My brothers were complaining about my footwears. It’s all over the place, you know. We had a place in the house wherein we keep our footwears, and Carl said, ”What are you gonna do with all of that? You have so many already, in fact you, just bought a new one, even if you haven’t used the others.” Well, I remember using some of them, but not that often. There will be a right occasion to wear each pair. Anyways, yes, I buy alot of things for myself, but of course I see to it that I also buy something for them whenever I go the mall. Just like last week, I bought Fila slippers, and I bought three pairs, one for each of us. And today, i bought perfume for them.
When I went to my room, it was a disaster. I fixed the place, and arranged everything back to their places. I hung my bags at the back of the door, and folded my clothes back into my closet. Everything was perfect again. Haha.
I didn’t stay that much at Chyna’s house. I went home right away and logged online. There goes Gareth’s offline message:
hey regine. hope everything is going well with you. I don’t get much time to come on anymore, due to school and my internship. I was kinda hoping to see you on though… thats ok. Maybe tomorrow. I really only get to talk on the weekends now. In anycase, even if I dont talk to you, I hope your doing well. I look forward to seeing you on and hearing from you.

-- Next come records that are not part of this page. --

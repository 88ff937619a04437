// ── skiff-sftp / sftp module ──────────────────────────────────────────────────
//
// Session/transfer engine for a password-authenticated SFTP client:
//   • Process-wide libssh2 initialisation
//   • Staged session setup and teardown over ssh2
//   • Pluggable host-key verification
//   • Chunked download / upload with progress and cancellation
//   • Streaming digests and staged promotion of downloads
//   • Transfer registry for progress queries and external cancellation

pub mod types;
pub mod error;
pub mod digest;
pub mod storage;
pub mod library;
pub mod host_key;
pub mod session;
pub mod registry;
pub mod transfer;
pub mod service;

pub use types::*;
pub use error::{SftpError, SftpErrorKind, SftpResult};
pub use digest::{digest_bytes, digest_file, digest_reader, DigestAlgorithm, DigestContext};
pub use storage::{file_name_from_remote, LocalStore};
pub use host_key::{verifier_for, HostKeyVerifier};
pub use session::{Connector, MkdirOutcome, RemoteFile, RemoteFs, SessionStage, Ssh2Connector};
pub use registry::{
    cancel_transfer, clear_completed_transfers, get_transfer_progress, list_active_transfers,
};
pub use transfer::{RemoteDir, TransferEngine, TransferOutcome};
pub use service::{SftpClient, SftpClientState, TransferCallbacks};

use lazy_static::lazy_static;
use std::collections::HashMap;
use std::sync::Mutex as StdMutex;

lazy_static! {
    /// Live and finished transfers (transfer_id → progress + cancel flag)
    pub static ref TRANSFERS: StdMutex<HashMap<String, registry::TransferEntry>> =
        StdMutex::new(HashMap::new());
}
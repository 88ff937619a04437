// ── Transfer engine ───────────────────────────────────────────────────────────
//
// Whole-file download and upload over one session per call. Downloads are
// streamed into a staging file, digested after the session is gone, and only
// then moved into the final directory.

use crate::sftp::digest::{digest_file, DigestAlgorithm, DEFAULT_DIGEST_CHUNK};
use crate::sftp::error::{SftpError, SftpResult};
use crate::sftp::session::{Connector, MkdirOutcome, RemoteFile, RemoteFs};
use crate::sftp::storage::{file_name_from_remote, LocalStore};
use crate::sftp::types::{
    CancelFlag, DownloadRequest, SessionCredentials, UploadRequest, DEFAULT_CHUNK_SIZE,
};
use std::fs::File;
use std::io::Write;
use std::path::PathBuf;
use std::sync::Arc;
use tracing::{debug, info, warn};

/// Consecutive zero-byte writes tolerated before an upload gives up.
pub const MAX_ZERO_WRITES: u32 = 3;

/// Result of a finished transfer.
#[derive(Debug, Clone)]
pub struct TransferOutcome {
    pub bytes_transferred: u64,
    /// Final local path of a promoted download.
    pub local_path: Option<PathBuf>,
    /// Verified digest of a download.
    pub digest: Option<String>,
    /// Full remote path of an upload.
    pub remote_path: String,
}

// ── Remote directories ───────────────────────────────────────────────

/// Normalized remote directory: trailing and repeated slashes dropped,
/// absoluteness remembered.
#[derive(Debug, Clone, PartialEq, Eq)]
pub struct RemoteDir {
    absolute: bool,
    components: Vec<String>,
}

impl RemoteDir {
    pub fn parse(path: &str) -> Self {
        Self {
            absolute: path.starts_with('/'),
            components: path
                .split('/')
                .filter(|c| !c.is_empty() && *c != ".")
                .map(str::to_string)
                .collect(),
        }
    }

    pub fn is_absolute(&self) -> bool {
        self.absolute
    }

    fn render(&self, parts: &[String]) -> String {
        let joined = parts.join("/");
        if self.absolute {
            format!("/{}", joined)
        } else {
            joined
        }
    }

    /// Every ancestor including the directory itself, shortest first.
    /// The root is never included.
    pub fn prefixes(&self) -> Vec<String> {
        (1..=self.components.len())
            .map(|n| self.render(&self.components[..n]))
            .collect()
    }

    pub fn path(&self) -> String {
        self.render(&self.components)
    }

    pub fn join(&self, name: &str) -> String {
        let mut parts = self.components.clone();
        parts.push(name.to_string());
        self.render(&parts)
    }
}

// ── Engine ───────────────────────────────────────────────────────────

#[derive(Clone)]
pub struct TransferEngine {
    connector: Arc<dyn Connector>,
    store: LocalStore,
    chunk_size: usize,
    digest_algorithm: DigestAlgorithm,
}

impl TransferEngine {
    pub fn new(connector: Arc<dyn Connector>, store: LocalStore) -> Self {
        Self {
            connector,
            store,
            chunk_size: DEFAULT_CHUNK_SIZE,
            digest_algorithm: DigestAlgorithm::default(),
        }
    }

    pub fn with_chunk_size(mut self, chunk_size: usize) -> Self {
        self.chunk_size = chunk_size.max(1);
        self
    }

    pub fn with_digest_algorithm(mut self, algorithm: DigestAlgorithm) -> Self {
        self.digest_algorithm = algorithm;
        self
    }

    pub fn store(&self) -> &LocalStore {
        &self.store
    }

    pub fn digest_algorithm(&self) -> DigestAlgorithm {
        self.digest_algorithm
    }

    // ── Download ─────────────────────────────────────────────────────

    /// Download `request.remote_path`, verify it against
    /// `request.expected_digest` and move it into the final directory.
    ///
    /// The session is torn down before this returns, on every path.
    pub fn download(
        &self,
        credentials: &SessionCredentials,
        request: &DownloadRequest,
        cancel: &CancelFlag,
        on_progress: &mut dyn FnMut(u64, u64),
    ) -> SftpResult<TransferOutcome> {
        let file_name = file_name_from_remote(&request.remote_path)?;
        info!(host = %credentials.hostname, remote = %request.remote_path, "download started");

        let mut fs = self.connector.connect(credentials)?;
        let received = self.receive(
            fs.as_mut(),
            &request.remote_path,
            &file_name,
            cancel,
            on_progress,
        );
        fs.teardown();
        drop(fs);
        let (staging, bytes) = received?;

        let actual = match digest_file(&staging, self.digest_algorithm, DEFAULT_DIGEST_CHUNK, None)
        {
            Ok(d) => d,
            Err(e) => {
                self.store.discard_staging(&staging);
                return Err(e);
            }
        };
        if actual != request.expected_digest {
            warn!(
                remote = %request.remote_path,
                staging = %staging.display(),
                expected = %request.expected_digest,
                actual = %actual,
                "digest mismatch, download not promoted"
            );
            return Err(SftpError::checksum_mismatch(
                self.digest_algorithm,
                &request.expected_digest,
                &actual,
            ));
        }

        let target = self.store.promote(&staging, &file_name)?;
        info!(
            remote = %request.remote_path,
            local = %target.display(),
            bytes,
            "download verified and promoted"
        );
        Ok(TransferOutcome {
            bytes_transferred: bytes,
            local_path: Some(target),
            digest: Some(actual),
            remote_path: request.remote_path.clone(),
        })
    }

    /// Stream the remote file into staging. The staging file is removed on
    /// any failure, cancellation included.
    fn receive(
        &self,
        fs: &mut dyn RemoteFs,
        remote_path: &str,
        file_name: &str,
        cancel: &CancelFlag,
        on_progress: &mut dyn FnMut(u64, u64),
    ) -> SftpResult<(PathBuf, u64)> {
        let total = fs.file_size(remote_path)?;
        let mut remote = fs.open_read(remote_path)?;
        let (staging, mut local) = match self.store.create_staging(file_name) {
            Ok(v) => v,
            Err(e) => {
                let _ = remote.close();
                return Err(e);
            }
        };

        let pumped = self.pump_download(remote.as_mut(), &mut local, total, cancel, on_progress);
        if let Err(e) = remote.close() {
            debug!(remote = remote_path, error = %e, "closing remote file failed");
        }
        drop(local);

        match pumped {
            Ok(bytes) => Ok((staging, bytes)),
            Err(e) => {
                if e.is_cancelled() {
                    info!(remote = remote_path, "download cancelled");
                }
                self.store.discard_staging(&staging);
                Err(e)
            }
        }
    }

    fn pump_download(
        &self,
        remote: &mut dyn RemoteFile,
        local: &mut File,
        total: u64,
        cancel: &CancelFlag,
        on_progress: &mut dyn FnMut(u64, u64),
    ) -> SftpResult<u64> {
        let mut buf = vec![0u8; self.chunk_size];
        let mut done: u64 = 0;
        loop {
            if cancel.is_cancelled() {
                return Err(SftpError::cancelled());
            }
            let n = remote.read_chunk(&mut buf)?;
            if n == 0 {
                break;
            }
            local
                .write_all(&buf[..n])
                .map_err(|e| SftpError::local_io(format!("Staging write failed: {}", e)))?;
            done += n as u64;
            on_progress(done, total);
        }
        local
            .flush()
            .map_err(|e| SftpError::local_io(format!("Staging flush failed: {}", e)))?;
        Ok(done)
    }

    // ── Upload ───────────────────────────────────────────────────────

    /// Upload `request.data` to `remote_directory/remote_filename`, creating
    /// missing directories along the way.
    pub fn upload(
        &self,
        credentials: &SessionCredentials,
        request: &UploadRequest,
        cancel: &CancelFlag,
        on_progress: &mut dyn FnMut(u64, u64),
    ) -> SftpResult<TransferOutcome> {
        let name = request.remote_filename.as_str();
        if name.is_empty() || name == "." || name == ".." || name.contains('/') {
            return Err(SftpError::invalid_path(format!(
                "'{}' is not a valid remote file name",
                name
            )));
        }
        let dir = RemoteDir::parse(&request.remote_directory);
        let target = dir.join(name);
        info!(
            host = %credentials.hostname,
            remote = %target,
            bytes = request.data.len(),
            "upload started"
        );

        let mut fs = self.connector.connect(credentials)?;
        let sent = self.send(fs.as_mut(), &dir, &target, &request.data, cancel, on_progress);
        fs.teardown();
        drop(fs);

        let bytes = sent?;
        info!(remote = %target, bytes, "upload finished");
        Ok(TransferOutcome {
            bytes_transferred: bytes,
            local_path: None,
            digest: None,
            remote_path: target,
        })
    }

    fn send(
        &self,
        fs: &mut dyn RemoteFs,
        dir: &RemoteDir,
        target: &str,
        data: &[u8],
        cancel: &CancelFlag,
        on_progress: &mut dyn FnMut(u64, u64),
    ) -> SftpResult<u64> {
        for prefix in dir.prefixes() {
            match fs.mkdir(&prefix)? {
                MkdirOutcome::Created => debug!(dir = %prefix, "remote directory created"),
                MkdirOutcome::AlreadyExists => debug!(dir = %prefix, "remote directory exists"),
            }
        }

        let mut remote = fs.open_write(target)?;
        let pumped = self.pump_upload(remote.as_mut(), data, cancel, on_progress);
        let closed = remote.close();
        let bytes = pumped?;
        closed.map_err(|e| SftpError::write(format!("Closing {} failed: {}", target, e.message)))?;
        Ok(bytes)
    }

    fn pump_upload(
        &self,
        remote: &mut dyn RemoteFile,
        data: &[u8],
        cancel: &CancelFlag,
        on_progress: &mut dyn FnMut(u64, u64),
    ) -> SftpResult<u64> {
        let total = data.len() as u64;
        let mut sent = 0usize;
        let mut stalls = 0u32;
        while sent < data.len() {
            if cancel.is_cancelled() {
                return Err(SftpError::cancelled());
            }
            let end = (sent + self.chunk_size).min(data.len());
            let accepted = remote.write_chunk(&data[sent..end])?;
            if accepted == 0 {
                stalls += 1;
                if stalls > MAX_ZERO_WRITES {
                    return Err(SftpError::write_stalled(format!(
                        "Server accepted no data {} times in a row at offset {}",
                        stalls, sent
                    )));
                }
                debug!(offset = sent, stalls, "zero-byte write, retrying");
                continue;
            }
            stalls = 0;
            sent += accepted.min(end - sent);
            on_progress(sent as u64, total);
        }
        Ok(total)
    }
}
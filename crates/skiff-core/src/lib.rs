//! # skiff-core
//!
//! Network plumbing shared by the SFTP client:
//!   • hostname resolution into ordered IPv4/IPv6 candidates
//!   • first-success TCP connect with a per-address timeout
//!   • a pre-handshake connection probe (DNS, TCP, SSH banner)

pub mod diagnostics;
pub mod net;

pub use diagnostics::{probe, DiagnosticReport, DiagnosticStep, StepStatus};
pub use net::{
    connect_first, connect_host, resolve, AddressFamily, NetError, NetErrorKind, NetResult,
    ResolvedAddress, DEFAULT_SSH_PORT,
};
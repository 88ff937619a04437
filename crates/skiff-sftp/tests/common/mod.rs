//! In-memory SFTP server used to drive the transfer engine end to end.

#![allow(dead_code)]

use skiff_sftp::{
    Connector, LocalStore, MkdirOutcome, RemoteFile, RemoteFs, SessionCredentials, SftpClient,
    SftpClientConfig, SftpError, SftpErrorKind, SftpResult,
};
use std::collections::{HashMap, HashSet};
use std::sync::{Arc, Mutex};

#[derive(Default)]
pub struct ServerState {
    pub files: HashMap<String, Vec<u8>>,
    pub dirs: HashSet<String>,
    /// Largest read the server hands out per call (0 = unlimited).
    pub max_read: usize,
    /// Length accepted by every successful write, in order.
    pub write_log: Vec<usize>,
    /// Number of upcoming writes that accept zero bytes.
    pub zero_writes: usize,
    /// Paths whose mkdir fails even though they do not exist.
    pub broken_dirs: HashSet<String>,
    /// Byte offset at which reads start failing, as if the link dropped.
    pub read_failure_after: Option<usize>,
    pub live_sessions: usize,
    pub sessions_opened: usize,
    pub teardowns: usize,
}

#[derive(Clone, Default)]
pub struct MemoryServer {
    state: Arc<Mutex<ServerState>>,
}

impl MemoryServer {
    pub fn new() -> Self {
        Self::default()
    }

    pub fn with_file(self, path: &str, data: Vec<u8>) -> Self {
        self.state.lock().unwrap().files.insert(path.to_string(), data);
        self
    }

    pub fn with_dir(self, path: &str) -> Self {
        self.state.lock().unwrap().dirs.insert(path.to_string());
        self
    }

    pub fn with_max_read(self, max_read: usize) -> Self {
        self.state.lock().unwrap().max_read = max_read;
        self
    }

    pub fn with_zero_writes(self, count: usize) -> Self {
        self.state.lock().unwrap().zero_writes = count;
        self
    }

    pub fn with_read_failure_after(self, offset: usize) -> Self {
        self.state.lock().unwrap().read_failure_after = Some(offset);
        self
    }

    pub fn with_broken_dir(self, path: &str) -> Self {
        self.state.lock().unwrap().broken_dirs.insert(path.to_string());
        self
    }

    pub fn state(&self) -> std::sync::MutexGuard<'_, ServerState> {
        self.state.lock().unwrap()
    }

    pub fn live_sessions(&self) -> usize {
        self.state().live_sessions
    }

    pub fn connector(&self) -> Arc<dyn Connector> {
        Arc::new(MemoryConnector {
            server: self.clone(),
        })
    }
}

pub struct MemoryConnector {
    server: MemoryServer,
}

impl Connector for MemoryConnector {
    fn connect(&self, _credentials: &SessionCredentials) -> SftpResult<Box<dyn RemoteFs>> {
        {
            let mut state = self.server.state();
            state.live_sessions += 1;
            state.sessions_opened += 1;
        }
        Ok(Box::new(MemorySession {
            server: self.server.clone(),
            open: true,
        }))
    }
}

struct MemorySession {
    server: MemoryServer,
    open: bool,
}

impl RemoteFs for MemorySession {
    fn file_size(&mut self, path: &str) -> SftpResult<u64> {
        self.server
            .state()
            .files
            .get(path)
            .map(|d| d.len() as u64)
            .ok_or_else(|| SftpError::stat(format!("no such file: {}", path)))
    }

    fn open_read(&mut self, path: &str) -> SftpResult<Box<dyn RemoteFile>> {
        let state = self.server.state();
        let data = state
            .files
            .get(path)
            .cloned()
            .ok_or_else(|| SftpError::open(format!("no such file: {}", path)))?;
        Ok(Box::new(MemoryReader {
            data,
            pos: 0,
            max_read: state.max_read,
            fail_after: state.read_failure_after,
        }))
    }

    fn open_write(&mut self, path: &str) -> SftpResult<Box<dyn RemoteFile>> {
        self.server.state().files.insert(path.to_string(), Vec::new());
        Ok(Box::new(MemoryWriter {
            server: self.server.clone(),
            path: path.to_string(),
        }))
    }

    fn mkdir(&mut self, path: &str) -> SftpResult<MkdirOutcome> {
        let mut state = self.server.state();
        if state.dirs.contains(path) {
            return Ok(MkdirOutcome::AlreadyExists);
        }
        if state.broken_dirs.contains(path) {
            return Err(SftpError::new(
                SftpErrorKind::Mkdir,
                format!("permission denied: {}", path),
            ));
        }
        state.dirs.insert(path.to_string());
        Ok(MkdirOutcome::Created)
    }

    fn teardown(&mut self) {
        if self.open {
            self.open = false;
            let mut state = self.server.state();
            state.live_sessions -= 1;
            state.teardowns += 1;
        }
    }
}

impl Drop for MemorySession {
    fn drop(&mut self) {
        self.teardown();
    }
}

struct MemoryReader {
    data: Vec<u8>,
    pos: usize,
    max_read: usize,
    fail_after: Option<usize>,
}

impl RemoteFile for MemoryReader {
    fn read_chunk(&mut self, buf: &mut [u8]) -> SftpResult<usize> {
        let mut n = buf.len().min(self.data.len() - self.pos);
        if self.max_read > 0 {
            n = n.min(self.max_read);
        }
        if let Some(limit) = self.fail_after {
            if self.pos >= limit {
                return Err(SftpError::read("connection reset by peer"));
            }
            n = n.min(limit - self.pos);
        }
        buf[..n].copy_from_slice(&self.data[self.pos..self.pos + n]);
        self.pos += n;
        Ok(n)
    }

    fn write_chunk(&mut self, _data: &[u8]) -> SftpResult<usize> {
        Err(SftpError::write("file opened read-only"))
    }

    fn close(&mut self) -> SftpResult<()> {
        Ok(())
    }
}

struct MemoryWriter {
    server: MemoryServer,
    path: String,
}

impl RemoteFile for MemoryWriter {
    fn read_chunk(&mut self, _buf: &mut [u8]) -> SftpResult<usize> {
        Err(SftpError::read("file opened write-only"))
    }

    fn write_chunk(&mut self, data: &[u8]) -> SftpResult<usize> {
        let mut state = self.server.state();
        if state.zero_writes > 0 {
            state.zero_writes -= 1;
            return Ok(0);
        }
        state.write_log.push(data.len());
        state
            .files
            .entry(self.path.clone())
            .or_default()
            .extend_from_slice(data);
        Ok(data.len())
    }

    fn close(&mut self) -> SftpResult<()> {
        Ok(())
    }
}

// ── Fixtures ─────────────────────────────────────────────────────────

pub struct Fixture {
    pub dir: tempfile::TempDir,
    pub server: MemoryServer,
    pub client: SftpClient,
}

impl Fixture {
    pub fn new(server: MemoryServer) -> Self {
        Self::with_config(server, SftpClientConfig::default())
    }

    pub fn with_config(server: MemoryServer, mut config: SftpClientConfig) -> Self {
        let dir = tempfile::tempdir().unwrap();
        config.credentials = Some(SessionCredentials::new("files.example", "ops", "secret"));
        let store = LocalStore::new(dir.path().join("staging"), dir.path().join("final"));
        let client = SftpClient::with_connector(config, server.connector(), store).unwrap();
        Self {
            dir,
            server,
            client,
        }
    }

    pub fn staging(&self, name: &str) -> std::path::PathBuf {
        self.client.store().staging_path(name)
    }

    pub fn final_file(&self, name: &str) -> std::path::PathBuf {
        self.client.store().final_path(name)
    }
}

pub fn payload(len: usize) -> Vec<u8> {
    (0..len).map(|i| (i * 31 % 256) as u8).collect()
}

I missed him so much, to tell you the truth. I chatted with my friends in ebaby while I was writing here. Melissa was damn difficult, you know. I didn’t know what’s wrong with her. She just sent me a pm in Msn, asking what my problem is. I don’t wanna talk about it, because it’s purely bull and I don’t give a damn about it. In the end, she apologized, and I did too and guess what, we’re still friends. Haha. Old people are so like that.